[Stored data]
****

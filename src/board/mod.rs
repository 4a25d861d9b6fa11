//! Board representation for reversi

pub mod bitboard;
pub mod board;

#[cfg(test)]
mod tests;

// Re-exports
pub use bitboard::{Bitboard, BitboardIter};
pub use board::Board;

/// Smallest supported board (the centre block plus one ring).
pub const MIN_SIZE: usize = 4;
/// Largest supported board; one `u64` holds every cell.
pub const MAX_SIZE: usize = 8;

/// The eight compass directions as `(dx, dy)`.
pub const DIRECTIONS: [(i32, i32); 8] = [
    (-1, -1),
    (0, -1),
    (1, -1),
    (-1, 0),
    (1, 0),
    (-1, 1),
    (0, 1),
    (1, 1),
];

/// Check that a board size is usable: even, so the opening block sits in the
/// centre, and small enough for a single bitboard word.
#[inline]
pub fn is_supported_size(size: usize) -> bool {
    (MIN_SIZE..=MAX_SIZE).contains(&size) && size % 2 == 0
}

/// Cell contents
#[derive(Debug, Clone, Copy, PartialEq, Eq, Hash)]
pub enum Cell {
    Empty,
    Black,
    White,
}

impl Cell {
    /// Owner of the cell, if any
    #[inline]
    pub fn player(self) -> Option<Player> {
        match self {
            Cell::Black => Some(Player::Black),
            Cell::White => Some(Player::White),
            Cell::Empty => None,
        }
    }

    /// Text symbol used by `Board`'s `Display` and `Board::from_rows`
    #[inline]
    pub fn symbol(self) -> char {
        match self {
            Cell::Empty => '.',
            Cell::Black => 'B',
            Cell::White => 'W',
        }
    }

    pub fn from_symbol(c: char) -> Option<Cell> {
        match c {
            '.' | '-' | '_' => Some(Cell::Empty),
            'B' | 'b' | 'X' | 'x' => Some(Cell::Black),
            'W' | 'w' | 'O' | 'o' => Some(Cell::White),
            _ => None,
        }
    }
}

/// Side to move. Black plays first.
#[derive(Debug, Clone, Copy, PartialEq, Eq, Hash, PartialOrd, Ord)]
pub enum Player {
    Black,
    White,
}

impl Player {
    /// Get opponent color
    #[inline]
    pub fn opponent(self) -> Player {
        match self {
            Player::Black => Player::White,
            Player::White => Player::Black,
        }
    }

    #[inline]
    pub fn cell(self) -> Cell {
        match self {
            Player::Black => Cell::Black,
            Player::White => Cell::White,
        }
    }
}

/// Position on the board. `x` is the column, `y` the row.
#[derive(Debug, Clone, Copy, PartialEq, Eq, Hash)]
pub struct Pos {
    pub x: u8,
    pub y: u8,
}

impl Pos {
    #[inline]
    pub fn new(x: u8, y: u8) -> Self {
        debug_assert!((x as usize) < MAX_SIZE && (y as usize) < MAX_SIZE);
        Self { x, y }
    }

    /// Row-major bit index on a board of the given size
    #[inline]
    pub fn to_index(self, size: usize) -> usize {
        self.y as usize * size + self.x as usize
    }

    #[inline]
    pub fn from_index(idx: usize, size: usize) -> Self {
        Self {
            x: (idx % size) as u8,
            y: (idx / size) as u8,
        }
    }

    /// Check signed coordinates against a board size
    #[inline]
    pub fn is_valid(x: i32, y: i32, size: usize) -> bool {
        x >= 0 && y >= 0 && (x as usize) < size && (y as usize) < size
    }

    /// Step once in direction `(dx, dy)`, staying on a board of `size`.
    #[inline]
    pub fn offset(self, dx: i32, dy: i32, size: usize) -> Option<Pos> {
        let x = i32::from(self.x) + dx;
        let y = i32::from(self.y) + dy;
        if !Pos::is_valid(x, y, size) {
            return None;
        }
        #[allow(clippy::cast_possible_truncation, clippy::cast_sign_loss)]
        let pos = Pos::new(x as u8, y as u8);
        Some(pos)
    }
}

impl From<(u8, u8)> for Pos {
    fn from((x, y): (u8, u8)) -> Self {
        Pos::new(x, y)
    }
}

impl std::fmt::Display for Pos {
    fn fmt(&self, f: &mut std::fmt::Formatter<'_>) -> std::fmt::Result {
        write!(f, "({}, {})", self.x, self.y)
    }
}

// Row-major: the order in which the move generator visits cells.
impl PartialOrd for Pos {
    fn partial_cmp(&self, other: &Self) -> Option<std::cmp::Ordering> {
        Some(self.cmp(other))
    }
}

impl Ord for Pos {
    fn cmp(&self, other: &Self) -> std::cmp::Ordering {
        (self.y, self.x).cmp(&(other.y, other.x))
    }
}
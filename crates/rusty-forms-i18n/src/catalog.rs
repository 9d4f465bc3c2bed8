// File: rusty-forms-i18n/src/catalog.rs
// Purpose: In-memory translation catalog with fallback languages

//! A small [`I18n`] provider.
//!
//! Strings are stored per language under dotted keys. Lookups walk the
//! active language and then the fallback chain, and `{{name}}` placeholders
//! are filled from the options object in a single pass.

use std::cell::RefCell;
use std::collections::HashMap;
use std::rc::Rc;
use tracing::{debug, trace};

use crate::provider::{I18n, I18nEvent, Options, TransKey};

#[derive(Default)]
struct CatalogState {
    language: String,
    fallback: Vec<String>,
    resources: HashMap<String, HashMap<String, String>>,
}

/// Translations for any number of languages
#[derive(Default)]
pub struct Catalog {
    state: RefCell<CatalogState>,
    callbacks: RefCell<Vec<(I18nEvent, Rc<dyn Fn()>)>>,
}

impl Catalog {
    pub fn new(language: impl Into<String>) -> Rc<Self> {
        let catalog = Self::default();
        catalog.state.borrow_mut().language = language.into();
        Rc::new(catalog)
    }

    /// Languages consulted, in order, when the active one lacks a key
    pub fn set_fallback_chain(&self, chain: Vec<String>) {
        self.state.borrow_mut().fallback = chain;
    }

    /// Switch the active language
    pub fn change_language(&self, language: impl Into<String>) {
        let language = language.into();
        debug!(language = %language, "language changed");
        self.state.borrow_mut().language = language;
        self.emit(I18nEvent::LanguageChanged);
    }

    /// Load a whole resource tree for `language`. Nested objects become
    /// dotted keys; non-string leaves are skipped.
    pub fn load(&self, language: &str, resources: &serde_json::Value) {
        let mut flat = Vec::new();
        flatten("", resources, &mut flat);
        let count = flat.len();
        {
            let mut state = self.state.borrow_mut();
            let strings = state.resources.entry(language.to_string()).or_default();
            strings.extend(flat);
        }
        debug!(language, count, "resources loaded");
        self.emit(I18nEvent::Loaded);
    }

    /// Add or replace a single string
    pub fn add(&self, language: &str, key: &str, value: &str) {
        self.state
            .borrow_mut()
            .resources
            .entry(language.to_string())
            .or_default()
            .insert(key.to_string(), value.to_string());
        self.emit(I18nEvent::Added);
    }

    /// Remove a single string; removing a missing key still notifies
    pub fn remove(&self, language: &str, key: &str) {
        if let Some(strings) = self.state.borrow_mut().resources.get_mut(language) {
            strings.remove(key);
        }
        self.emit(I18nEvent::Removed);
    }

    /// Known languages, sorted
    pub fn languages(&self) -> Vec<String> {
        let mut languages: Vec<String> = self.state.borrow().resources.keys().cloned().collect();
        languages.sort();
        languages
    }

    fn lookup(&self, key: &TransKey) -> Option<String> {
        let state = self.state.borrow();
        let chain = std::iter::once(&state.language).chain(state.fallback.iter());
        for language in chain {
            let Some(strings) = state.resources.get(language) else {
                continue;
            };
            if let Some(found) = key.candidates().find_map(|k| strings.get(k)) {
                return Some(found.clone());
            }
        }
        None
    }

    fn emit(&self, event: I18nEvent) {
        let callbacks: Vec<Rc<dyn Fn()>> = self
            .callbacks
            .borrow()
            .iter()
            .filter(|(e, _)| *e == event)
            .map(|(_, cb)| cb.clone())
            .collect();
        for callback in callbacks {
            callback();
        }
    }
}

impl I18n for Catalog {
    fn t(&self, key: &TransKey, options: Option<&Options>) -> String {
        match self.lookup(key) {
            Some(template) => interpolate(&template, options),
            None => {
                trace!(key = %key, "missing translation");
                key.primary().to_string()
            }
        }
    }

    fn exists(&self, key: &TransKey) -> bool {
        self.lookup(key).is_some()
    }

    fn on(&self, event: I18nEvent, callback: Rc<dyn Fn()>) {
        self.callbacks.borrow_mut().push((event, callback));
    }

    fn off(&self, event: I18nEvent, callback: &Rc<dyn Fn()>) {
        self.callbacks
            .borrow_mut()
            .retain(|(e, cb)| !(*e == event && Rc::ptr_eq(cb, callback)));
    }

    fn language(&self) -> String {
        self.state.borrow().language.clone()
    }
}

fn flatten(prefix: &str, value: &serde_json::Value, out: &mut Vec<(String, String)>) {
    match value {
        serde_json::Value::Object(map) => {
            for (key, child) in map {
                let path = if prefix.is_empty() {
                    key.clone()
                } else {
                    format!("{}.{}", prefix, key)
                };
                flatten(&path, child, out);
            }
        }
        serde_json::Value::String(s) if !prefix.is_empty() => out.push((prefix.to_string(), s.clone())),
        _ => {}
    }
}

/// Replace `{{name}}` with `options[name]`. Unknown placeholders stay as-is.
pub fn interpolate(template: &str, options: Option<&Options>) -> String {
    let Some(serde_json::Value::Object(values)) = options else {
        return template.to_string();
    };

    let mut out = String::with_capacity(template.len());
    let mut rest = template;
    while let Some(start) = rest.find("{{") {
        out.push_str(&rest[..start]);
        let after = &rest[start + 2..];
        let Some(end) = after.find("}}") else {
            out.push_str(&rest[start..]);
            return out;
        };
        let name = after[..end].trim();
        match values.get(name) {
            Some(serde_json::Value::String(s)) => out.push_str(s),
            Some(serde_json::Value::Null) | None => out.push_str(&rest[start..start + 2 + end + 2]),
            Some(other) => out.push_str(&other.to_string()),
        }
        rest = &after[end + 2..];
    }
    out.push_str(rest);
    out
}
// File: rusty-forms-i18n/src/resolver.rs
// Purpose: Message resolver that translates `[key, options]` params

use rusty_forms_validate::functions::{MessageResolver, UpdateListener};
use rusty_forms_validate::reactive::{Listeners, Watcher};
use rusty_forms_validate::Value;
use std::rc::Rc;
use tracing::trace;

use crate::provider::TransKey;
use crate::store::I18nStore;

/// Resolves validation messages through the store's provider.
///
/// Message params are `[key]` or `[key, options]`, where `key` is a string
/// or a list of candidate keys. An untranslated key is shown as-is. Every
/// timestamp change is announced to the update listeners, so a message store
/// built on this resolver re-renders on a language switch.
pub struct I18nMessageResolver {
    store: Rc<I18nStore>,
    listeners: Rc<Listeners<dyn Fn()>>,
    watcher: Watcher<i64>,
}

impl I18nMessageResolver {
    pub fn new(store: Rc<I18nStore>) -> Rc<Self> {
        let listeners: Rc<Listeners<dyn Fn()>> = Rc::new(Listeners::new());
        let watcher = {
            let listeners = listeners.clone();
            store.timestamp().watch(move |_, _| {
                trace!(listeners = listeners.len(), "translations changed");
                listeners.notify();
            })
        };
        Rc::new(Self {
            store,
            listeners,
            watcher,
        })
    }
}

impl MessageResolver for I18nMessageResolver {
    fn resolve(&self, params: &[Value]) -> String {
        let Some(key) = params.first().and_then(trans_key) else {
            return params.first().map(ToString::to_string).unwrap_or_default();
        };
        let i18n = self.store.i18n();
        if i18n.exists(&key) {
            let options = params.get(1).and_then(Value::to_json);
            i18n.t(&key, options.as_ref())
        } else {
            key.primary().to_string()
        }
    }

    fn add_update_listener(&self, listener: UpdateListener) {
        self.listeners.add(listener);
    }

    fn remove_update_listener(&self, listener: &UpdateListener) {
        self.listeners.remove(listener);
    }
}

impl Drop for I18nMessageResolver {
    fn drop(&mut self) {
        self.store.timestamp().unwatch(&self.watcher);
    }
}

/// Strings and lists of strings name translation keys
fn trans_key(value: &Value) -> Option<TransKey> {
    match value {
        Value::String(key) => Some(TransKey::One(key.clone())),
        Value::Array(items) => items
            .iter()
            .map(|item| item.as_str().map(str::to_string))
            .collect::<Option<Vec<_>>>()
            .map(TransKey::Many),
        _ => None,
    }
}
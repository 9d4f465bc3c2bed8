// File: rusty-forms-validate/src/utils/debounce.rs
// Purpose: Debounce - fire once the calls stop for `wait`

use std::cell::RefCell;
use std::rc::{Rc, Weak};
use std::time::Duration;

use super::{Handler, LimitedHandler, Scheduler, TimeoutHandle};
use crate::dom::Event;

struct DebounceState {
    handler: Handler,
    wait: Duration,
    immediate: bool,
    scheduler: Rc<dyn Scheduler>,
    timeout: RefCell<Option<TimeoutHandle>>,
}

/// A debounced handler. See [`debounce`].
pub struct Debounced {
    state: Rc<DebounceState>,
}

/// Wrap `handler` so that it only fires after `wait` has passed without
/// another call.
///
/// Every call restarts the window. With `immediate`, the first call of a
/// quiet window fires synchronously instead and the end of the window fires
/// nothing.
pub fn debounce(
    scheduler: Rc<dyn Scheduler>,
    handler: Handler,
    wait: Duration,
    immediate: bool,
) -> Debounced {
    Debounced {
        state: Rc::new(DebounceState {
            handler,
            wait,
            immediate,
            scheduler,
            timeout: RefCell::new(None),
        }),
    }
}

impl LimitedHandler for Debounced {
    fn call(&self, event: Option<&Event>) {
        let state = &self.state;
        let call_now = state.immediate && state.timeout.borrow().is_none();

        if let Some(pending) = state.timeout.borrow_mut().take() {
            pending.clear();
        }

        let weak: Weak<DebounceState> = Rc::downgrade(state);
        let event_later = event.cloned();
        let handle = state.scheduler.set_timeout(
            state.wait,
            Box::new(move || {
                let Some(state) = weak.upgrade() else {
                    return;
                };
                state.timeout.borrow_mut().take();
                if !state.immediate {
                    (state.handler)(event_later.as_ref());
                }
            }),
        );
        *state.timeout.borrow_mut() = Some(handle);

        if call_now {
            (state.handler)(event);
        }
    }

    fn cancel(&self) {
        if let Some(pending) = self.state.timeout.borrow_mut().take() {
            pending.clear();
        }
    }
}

****

**PROBLEM DESCRIPTION**: Of the entries above, transcribe exactly those lines that fall between the line containing "self.emit(I18nEvent::Removed);" and the line containing "for language in", together with those two lines.

**SOLUTION TO THE EXERCISE**:
        self.emit(I18nEvent::Removed);
    }

    /// Known languages, sorted
    pub fn languages(&self) -> Vec<String> {
        let mut languages: Vec<String> = self.state.borrow().resources.keys().cloned().collect();
        languages.sort();
        languages
    }

    fn lookup(&self, key: &TransKey) -> Option<String> {
        let state = self.state.borrow();
        let chain = std::iter::once(&state.language).chain(state.fallback.iter());
        for language in chain {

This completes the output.